Net Profit After Tax (NPAT)
The Net Profit After tax is used as the denominator for calculating contributions to ED, SD and SED.
Using the audited financials, the NPAT margin will be compared to a ¼ of the industry norm as per the Stats SA quarterly report. For example, if your 2020 NP margin is 5.5%, and your industry margin is 8%, then the quarter will be 2%. At 5.5%, your margin is higher, therefore your 2020 NPAT figure will be used in the calculation.
If the NPAT margin is less than ¼ of the industry norm, the target now becomes turnover based, calculated as the Indicative Profit Margin (NPAT/Turnover).

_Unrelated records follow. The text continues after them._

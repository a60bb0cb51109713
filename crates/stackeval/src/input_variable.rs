use crate::addrs::AbsInputVariable;
use crate::config::InputVariableDecl;
use crate::diagnostics::{Diagnostic, Diagnostics};
use crate::engine::Main;
use crate::eval::{
    do_once_with_diags, Evaluable, Memo, MemoizedResult, Outcome, Plannable, Validatable,
};
use crate::phase::{EvalPhase, PerEvalPhase};
use crate::plan::ResourceInstanceChange;
use crate::promising::Canceled;
use crate::types;
use crate::value::Value;
use std::sync::Arc;

/// A `variable` block of one stack instance
///
/// Root stack variables take their value from the caller, variables of embedded stacks from
/// the `inputs` of the calling `stack` block.
#[derive(Debug)]
pub struct InputVariable {
    addr: AbsInputVariable,
    decl: Arc<InputVariableDecl>,
    value: PerEvalPhase<Memo<Value>>,
}

impl InputVariable {
    pub fn new(addr: AbsInputVariable, decl: Arc<InputVariableDecl>) -> Self {
        Self {
            addr,
            decl,
            value: Default::default(),
        }
    }

    pub fn addr(&self) -> &AbsInputVariable {
        &self.addr
    }

    pub fn declaration(&self) -> &InputVariableDecl {
        &self.decl
    }

    pub async fn check_outcome(
        &self,
        main: &Main,
        phase: EvalPhase,
    ) -> Result<Arc<MemoizedResult<Value>>, Canceled> {
        let once = self.value.for_phase(phase);
        do_once_with_diags(&*once, &self.tracing_name(), Some(&self.decl.range), || {
            self.compute(main, phase)
        })
        .await
    }

    /// What the caller defined for this variable, null when nothing was given
    async fn defined_value(
        &self,
        main: &Main,
        phase: EvalPhase,
    ) -> Result<Outcome<Value>, Canceled> {
        let Some((caller, step)) = self.addr.stack.parent() else {
            // no real values exist before planning
            if phase == EvalPhase::Validate {
                return Ok(Outcome::Resolved(Value::Unknown(self.decl.ty.ty.clone())));
            }
            let value = main.root_input_value(phase, &self.addr.name).cloned();
            return Ok(Outcome::Resolved(value.unwrap_or_default()));
        };

        let Some(call) = main
            .stack_node(&caller)
            .and_then(|stack| stack.stack_call(&step.name))
        else {
            return Ok(Outcome::Deferred);
        };

        let inputs = call.instance(step.key).check_inputs(main, phase).await?;
        Ok(match &inputs.outcome {
            Outcome::Resolved(Value::Object(attrs)) => {
                Outcome::Resolved(attrs.get(&self.addr.name).cloned().unwrap_or_default())
            }
            Outcome::Resolved(_) => Outcome::Resolved(Value::Unknown(self.decl.ty.ty.clone())),
            Outcome::Deferred => Outcome::Deferred,
            // reported by the calling instance
            Outcome::Failed => Outcome::Failed,
        })
    }

    #[tracing::instrument(level = "trace", skip_all, fields(variable = %self.addr, %phase))]
    async fn compute(
        &self,
        main: &Main,
        phase: EvalPhase,
    ) -> Result<MemoizedResult<Value>, Canceled> {
        let mut diags = Diagnostics::new();

        let value = match self.defined_value(main, phase).await? {
            Outcome::Resolved(value) => value,
            Outcome::Deferred => return Ok(MemoizedResult::deferred(diags)),
            Outcome::Failed => return Ok(MemoizedResult::failed(diags)),
        };

        let value = match (value, &self.decl.default) {
            (Value::Null, Some(default)) => default.clone(),
            (Value::Null, None) => {
                diags.push(
                    Diagnostic::error(
                        "No value for required variable",
                        format!(
                            "The input variable {:?} is required, but no value was provided.",
                            self.addr.name
                        ),
                    )
                    .with_subject(self.decl.range.clone()),
                );
                return Ok(MemoizedResult::failed(diags));
            }
            (value, _) => value,
        };

        let value = match &self.decl.ty.defaults {
            Some(defaults) => defaults.apply(value),
            None => value,
        };

        match types::convert(value, &self.decl.ty.ty) {
            Ok(value) => Ok(MemoizedResult::resolved(value, diags)),
            Err(err) => {
                diags.push(
                    Diagnostic::error(
                        "Invalid value for input variable",
                        format!("Unsuitable value for variable {:?}: {err}.", self.addr.name),
                    )
                    .with_subject(self.decl.range.clone()),
                );
                Ok(MemoizedResult::failed(diags))
            }
        }
    }
}

#[async_trait::async_trait]
impl Evaluable for InputVariable {
    fn tracing_name(&self) -> String {
        self.addr.to_string()
    }

    async fn check_value(
        &self,
        main: &Main,
        phase: EvalPhase,
    ) -> Result<(Value, Diagnostics), Canceled> {
        let result = self.check_outcome(main, phase).await?;
        Ok((
            result.value_or_placeholder(&self.decl.ty.ty),
            result.diagnostics.clone(),
        ))
    }
}

#[async_trait::async_trait]
impl Plannable for InputVariable {
    async fn plan_changes(
        &self,
        main: &Main,
    ) -> Result<(Vec<ResourceInstanceChange>, Diagnostics), Canceled> {
        let (_, diags) = self.check_value(main, EvalPhase::Plan).await?;
        Ok((vec![], diags))
    }
}

#[async_trait::async_trait]
impl Validatable for InputVariable {
    async fn validate(&self, main: &Main) -> Result<Diagnostics, Canceled> {
        let (_, diags) = self.check_value(main, EvalPhase::Validate).await?;
        Ok(diags)
    }
}

#[cfg(test)]
mod test {
    use super::*;
    use crate::addrs::{InstanceKey, StackInstance};
    use crate::config::StackConfig;
    use crate::hcl_documents;
    use crate::types::Type;
    use indexmap::indexmap;
    use pretty_assertions::assert_eq;

    fn main_for(documents: hcl_documents::HclDocuments) -> Main {
        Main::new(StackConfig::new(&documents).expect("valid configuration"))
    }

    fn variable(main: &Main, stack: StackInstance, name: &str) -> Arc<InputVariable> {
        main.input_variable(&AbsInputVariable::new(stack, name.into()))
            .expect("declared variable")
    }

    #[tokio::test]
    async fn root_values_come_from_the_caller() {
        let main = main_for(hcl_documents! {r#"
        variable "port" { type = number }
        variable "region" {
          type    = string
          default = "eu"
        }
        "#})
        .with_root_input_values(EvalPhase::Plan, indexmap! {"port".into() => Value::from("8080")});

        let port = variable(&main, StackInstance::root(), "port");
        let region = variable(&main, StackInstance::root(), "region");

        assert_eq!(
            port.check_value(&main, EvalPhase::Plan).await.unwrap(),
            (Value::Integer(8080), Diagnostics::new())
        );
        assert_eq!(
            region.value(&main, EvalPhase::Plan).await.unwrap(),
            Value::from("eu")
        );
        assert_eq!(
            port.value(&main, EvalPhase::Validate).await.unwrap(),
            Value::Unknown(Type::Number)
        );
    }

    #[tokio::test]
    async fn missing_required_value() {
        let main = main_for(hcl_documents! {"variable \"port\" { type = number }"});

        let port = variable(&main, StackInstance::root(), "port");
        let (value, diags) = port.check_value(&main, EvalPhase::Apply).await.unwrap();

        assert_eq!(value, Value::Unknown(Type::Number));
        assert_eq!(diags.iter().next().unwrap().summary, "No value for required variable");
    }

    #[tokio::test]
    async fn embedded_values_come_from_inputs() {
        let main = main_for(hcl_documents! {r#"
        stack "app" {
          count  = 2
          inputs = { name = "app-${count.index}" }

          variable "name" { type = string }
          variable "size" {
            type    = number
            default = 1
          }
        }
        "#});

        let second = StackInstance::root().child("app", InstanceKey::Int(1));
        let name = variable(&main, second.clone(), "name");
        let size = variable(&main, second, "size");

        assert_eq!(name.value(&main, EvalPhase::Plan).await.unwrap(), Value::from("app-1"));
        assert_eq!(size.value(&main, EvalPhase::Plan).await.unwrap(), Value::Integer(1));
    }

    #[tokio::test]
    async fn unsuitable_input() {
        let main = main_for(hcl_documents! {r#"
        stack "app" {
          inputs = { ports = "eighty" }
          variable "ports" { type = list(number) }
        }
        "#});

        let app = StackInstance::root().child("app", InstanceKey::NoKey);
        let (value, diags) = variable(&main, app, "ports")
            .check_value(&main, EvalPhase::Plan)
            .await
            .unwrap();

        assert_eq!(value, Value::Unknown(Type::List(Box::new(Type::Number))));
        assert_eq!(diags.len(), 1);
        let diag = diags.iter().next().unwrap();
        assert_eq!(diag.summary, "Invalid value for input variable");
        assert_eq!(
            diag.detail,
            "Unsuitable value for variable \"ports\": list of number required."
        );
    }
}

The NPAT-margin to be used must be the most recent NPAT (not older than 5 years) which is at least ¼ of the industry norm. For example, say 2019 NPAT margin was 2.50% which is above 1/4 of the industry norm of 2% you would use the 2019 NPAT margin against your 2020 Turnover figure. Your new NPAT target would thus be your 2020 Turnover x 2.5% (most recent NPAT margin which is at least ¼ of industry norm).
Should your margin in all of the previous 5 years as well as current year be below the industry norm or a negative then one would apply a quarter of the industry norm at the time to your current year revenue in order to get your indicative NPAT figure for use in the current verification. For example, all previous years has a negative NPAT or one that is lower than a ¼ of the industry norm, then take a quarter of the industry norm, 2% (If industry norm is set at 8%) x Current Revenue = Indicative NPAT.

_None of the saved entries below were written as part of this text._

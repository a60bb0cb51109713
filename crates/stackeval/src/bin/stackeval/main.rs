mod cli;

use hcl::eval::Evaluate;
use indexmap::IndexMap;
use stackeval::config::StackConfig;
use stackeval::diagnostics::Diagnostics;
use stackeval::engine::Main;
use stackeval::phase::EvalPhase;
use stackeval::promising::CancelToken;
use stackeval::value::Value;
use std::sync::Arc;

#[tokio::main]
async fn main() {
    use clap::Parser;
    let cli = cli::Cli::parse();

    tracing_subscriber::fmt()
        .with_env_filter(tracing_subscriber::EnvFilter::from_env("STACKEVAL_LOG"))
        .with_writer(std::io::stderr)
        .init();

    for new_path in cli.directory.iter() {
        match new_path.canonicalize() {
            Err(e) => {
                eprintln!(
                    "Failed to resolve path for -C/--directory {}\n{}",
                    new_path.display(),
                    e
                );
                std::process::exit(1);
            }
            Ok(cwd) => {
                if let Err(err) = std::env::set_current_dir(&cwd) {
                    eprintln!("Failed to set work directory to {}\n{}", cwd.display(), err,);
                    std::process::exit(1);
                }

                tracing::info!(directory=%cwd.display(), "Changed working directory");
            }
        }
    }

    let command_result = match cli.command {
        cli::Command::Validate(validate_cli) => validate(validate_cli).await,
        cli::Command::Plan(plan_cli) => plan(plan_cli).await,
        cli::Command::Dev(dev_cli) => dev(dev_cli),
    };

    if let Err(e) = command_result {
        for error in e.chain() {
            eprintln!("{error}")
        }
        std::process::exit(1);
    }
}

pub async fn validate(cli: cli::ValidateCommand) -> anyhow::Result<()> {
    let config = StackConfig::new(&load(&cli.input)?)?;
    let main = Arc::new(Main::new(config));

    let diags = stackeval::walk::validate_all(Arc::clone(&main), cancel_on_interrupt()).await?;
    report(&diags)?;

    let outputs = main
        .root_stack()
        .output_values_object(&main, EvalPhase::Validate)
        .await?;
    output(&cli.output, &outputs)
}

pub async fn plan(cli: cli::PlanCommand) -> anyhow::Result<()> {
    let config = StackConfig::new(&load(&cli.input)?)?;

    let mut root_inputs = IndexMap::new();
    for (name, source) in &cli.vars {
        root_inputs.insert(name.clone(), constant(source)?);
    }
    let main = Arc::new(Main::new(config).with_root_input_values(EvalPhase::Plan, root_inputs));

    let (changes, diags) =
        stackeval::walk::plan_all(Arc::clone(&main), cancel_on_interrupt()).await?;
    report(&diags)?;
    tracing::info!(changes = changes.len(), "planned");

    let outputs = main
        .root_stack()
        .output_values_object(&main, EvalPhase::Plan)
        .await?;
    output(&cli.output, &outputs)
}

/// A token canceled by the first ctrl-c
fn cancel_on_interrupt() -> CancelToken {
    let cancel = CancelToken::new();
    let on_interrupt = cancel.clone();
    tokio::spawn(async move {
        if tokio::signal::ctrl_c().await.is_ok() {
            tracing::info!("interrupted, canceling");
            on_interrupt.cancel();
        }
    });
    cancel
}

/// Prints all diagnostics, failing if any of them is an error
fn report(diags: &Diagnostics) -> anyhow::Result<()> {
    for diag in diags.iter() {
        eprintln!("{diag}\n");
    }

    let errors = diags.errors().count();
    anyhow::ensure!(errors == 0, "{errors} error(s) found");
    Ok(())
}

fn constant(source: &str) -> anyhow::Result<Value> {
    let expr: hcl_edit::expr::Expression = source.parse()?;
    let expr: hcl::Expression = expr.into();
    let value = expr.evaluate(&hcl::eval::Context::new())?;
    Ok(value.into())
}

fn load(input: &cli::InputArgs) -> anyhow::Result<stackeval::hcl_documents::HclDocuments> {
    let mut documents = stackeval::hcl_documents::HclDocuments::default();

    if !input.workdir && input.files.is_empty() && input.directories.is_empty() {
        let stdin = std::io::read_to_string(std::io::stdin())?;
        documents.parse_str(&stdin, None::<std::path::PathBuf>)?;
        return Ok(documents);
    }

    if input.workdir {
        documents.load_directory(&std::env::current_dir()?)?;
    }

    for file_path in &input.files {
        documents.load_file(file_path)?;
    }

    for dir_path in &input.directories {
        documents.load_directory(dir_path)?;
    }

    anyhow::ensure!(documents.source_count() > 0, "No files loaded");

    Ok(documents)
}

fn output(output: &cli::OutputArgs, value: &Value) -> anyhow::Result<()> {
    match output.format {
        cli::OutputFormat::Yaml => serde_yaml::to_writer(std::io::stdout(), value)?,
        cli::OutputFormat::Json => serde_json::to_writer_pretty(std::io::stdout(), value)?,
    };

    Ok(())
}

/// (stackeval-)developer utilities
///
/// A quick way to expose internal structures for debugging purposes
pub fn dev(cli: cli::DevCommand) -> anyhow::Result<()> {
    use cli::DevSubCommand::*;

    let documents = load(&cli.input)?;

    match cli.command {
        Documents => println!("{documents:#?}"),
        Config => println!("{:#?}", StackConfig::new(&documents)?),
    }

    Ok(())
}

2.5. Socio Economic Development (SED)
The important point to note when it comes to SED is that the initiatives need to contribute towards sustainable access to the economy for the black beneficiaries. The Codes have indicated some initiatives that do qualify, however if not on the list, the Measured Entity would need to show how the intervention improves sustainable access to the economy. This then implies that employees’ benefits do not apply as they already are in the mainstream of the economy. It has also been confirmed with the DTIC and the BEE Commissioner’s office that contributions to the Solidarity are not claimable for B-BBEE purposes as the fund was established to respond to the Covid 19 pandemic and not for B-BBEE purposes.

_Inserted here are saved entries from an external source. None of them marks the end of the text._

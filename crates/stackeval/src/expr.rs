//! expression evaluation in a stack's scope
//!
//! [hcl::eval] resolves variables from a fixed [hcl::eval::Context], but referenced values are
//! computed on demand. Before evaluating we walk the expression, collect every reference
//! (`var.NAME`, `local.NAME`, `stack.NAME`, `count.index`) and rewrite it to an internal
//! variable:
//!
//! | reference         | rewritten to           |
//! |-------------------|------------------------|
//! | `var.region`      | `ref__var__region`     |
//! | `stack.net[0].id` | `ref__stack__net[0].id`|
//! | `count.index`     | `ref__count__index`    |
//!
//! Each reference is then resolved through the [ExpressionScope] and declared in the context
//! under its internal name. Resolution happens one reference at a time, in the order they
//! appear.
use crate::config::Expr;
use crate::diagnostics::{Diagnostic, Diagnostics};
use crate::engine::Main;
use crate::phase::EvalPhase;
use crate::promising::Canceled;
use crate::types::Type;
use crate::util::TraversalExt;
use crate::value::Value;
use crate::visit::{self, VisitTraversalsMut};
use hcl::eval::Evaluate;
use hcl::{Expression, Identifier, Traversal};
use indexmap::IndexSet;
use std::fmt;

const SUBSTITUTION_PREFIX: &str = "ref__";

/// Something an expression refers to
#[derive(Debug, Clone, PartialEq, Eq, Hash)]
pub enum Reference {
    InputVariable(String),
    LocalValue(String),
    StackCall(String),
    CountIndex,
}

impl Reference {
    /// Interprets the leading attribute path of a traversal
    ///
    /// `None` when the root is not one of the reserved names (e.g. a `for` iterator).
    fn from_path(path: &[Identifier]) -> Option<Result<Self, String>> {
        let (root, rest) = path.split_first()?;
        let name = rest.first().map(|ident| ident.to_string());

        let reference = match (root.as_str(), name) {
            ("var", Some(name)) => Reference::InputVariable(name),
            ("local", Some(name)) => Reference::LocalValue(name),
            ("stack", Some(name)) => Reference::StackCall(name),
            ("count", Some(name)) if name == "index" => Reference::CountIndex,
            ("count", Some(name)) => {
                return Some(Err(format!(
                    "The \"count\" object does not have an attribute named {name:?}. The only supported attribute is count.index."
                )))
            }
            (root @ ("var" | "local" | "stack" | "count"), None) => {
                return Some(Err(format!(
                    "The {root:?} object cannot be accessed directly. Instead, access one of its attributes."
                )))
            }
            _ => return None,
        };
        Some(Ok(reference))
    }

    /// Name of the variable this reference is declared as during evaluation
    pub fn substitution(&self) -> Identifier {
        let name = match self {
            Reference::InputVariable(name) => format!("{SUBSTITUTION_PREFIX}var__{name}"),
            Reference::LocalValue(name) => format!("{SUBSTITUTION_PREFIX}local__{name}"),
            Reference::StackCall(name) => format!("{SUBSTITUTION_PREFIX}stack__{name}"),
            Reference::CountIndex => format!("{SUBSTITUTION_PREFIX}count__index"),
        };
        Identifier::unchecked(name)
    }
}

impl fmt::Display for Reference {
    fn fmt(&self, f: &mut fmt::Formatter<'_>) -> fmt::Result {
        match self {
            Reference::InputVariable(name) => write!(f, "var.{name}"),
            Reference::LocalValue(name) => write!(f, "local.{name}"),
            Reference::StackCall(name) => write!(f, "stack.{name}"),
            Reference::CountIndex => f.write_str("count.index"),
        }
    }
}

/// Rewrites references to their substitution and records them
#[derive(Default)]
pub(crate) struct ReferenceRewriter {
    pub references: IndexSet<Reference>,
    pub invalid: Vec<String>,
}

impl visit::VisitMut<Traversal> for ReferenceRewriter {
    fn visit_mut(&mut self, traversal: &mut Traversal) {
        // was already rewritten
        if let Expression::Variable(var) = &traversal.expr {
            if var.starts_with(SUBSTITUTION_PREFIX) {
                return;
            }
        }

        let path = traversal.get_longest_path();
        match Reference::from_path(&path) {
            None => {}
            Some(Err(reason)) => self.invalid.push(reason),
            Some(Ok(reference)) => {
                traversal.apply_substitution(Expression::Variable(reference.substitution().into()), 2);
                self.references.insert(reference);
            }
        }
    }
}

/// Resolves the references found in an expression
#[async_trait::async_trait]
pub trait ExpressionScope: Send + Sync {
    /// The referenced value, plus diagnostics if the reference itself is invalid here
    ///
    /// Problems of the referenced node are reported by that node, not by the reference.
    async fn resolve_reference(
        &self,
        main: &Main,
        reference: &Reference,
        phase: EvalPhase,
    ) -> Result<(Value, Diagnostics), Canceled>;
}

/// Evaluates `expr` in `scope`
///
/// When anything referenced is not wholly known the result is an unknown of dynamic type. On
/// errors the result is an unknown as well and the diagnostics say why.
#[tracing::instrument(level = "trace", skip_all, fields(expr = %expr.range))]
pub async fn eval_expr(
    main: &Main,
    expr: &Expr,
    phase: EvalPhase,
    scope: &dyn ExpressionScope,
) -> Result<(Value, Diagnostics), Canceled> {
    let mut diags = Diagnostics::new();
    let mut expression = expr.expr.clone();

    let mut rewriter = ReferenceRewriter::default();
    expression.visit_traversals_mut(&mut rewriter);

    for reason in rewriter.invalid {
        diags.push(
            Diagnostic::error("Invalid reference", reason).with_subject(expr.range.clone()),
        );
    }
    if diags.has_errors() {
        return Ok((Value::Unknown(Type::Dynamic), diags));
    }

    let mut declared = vec![];
    let mut wholly_known = true;
    for reference in &rewriter.references {
        let (value, more_diags) = scope.resolve_reference(main, reference, phase).await?;
        diags.extend(more_diags.into_iter().map(|diag| match diag.subject {
            Some(_) => diag,
            None => diag.with_subject(expr.range.clone()),
        }));

        match value.to_hcl() {
            Some(value) => declared.push((reference.substitution(), value)),
            None => wholly_known = false,
        }
    }

    if diags.has_errors() || !wholly_known {
        return Ok((Value::Unknown(Type::Dynamic), diags));
    }

    let mut context = hcl::eval::Context::new();
    for (name, value) in declared {
        context.declare_var(name, value);
    }

    match expression.evaluate(&context) {
        Ok(value) => Ok((value.into(), diags)),
        Err(errors) => {
            diags.push(
                Diagnostic::error("Invalid expression", errors.to_string())
                    .with_subject(expr.range.clone()),
            );
            Ok((Value::Unknown(Type::Dynamic), diags))
        }
    }
}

The verification manual requires that if contributions are made to an organisation that qualifies, the Head of the organisation can attest what percentage of the beneficiary base is black as defined. Alternatively, a third party can also attest to the percentage of black beneficiaries. A beneficiary affidavit can be requested, if the beneficiary does not have an independent third-party report or beneficiary certificate on its beneficiary base.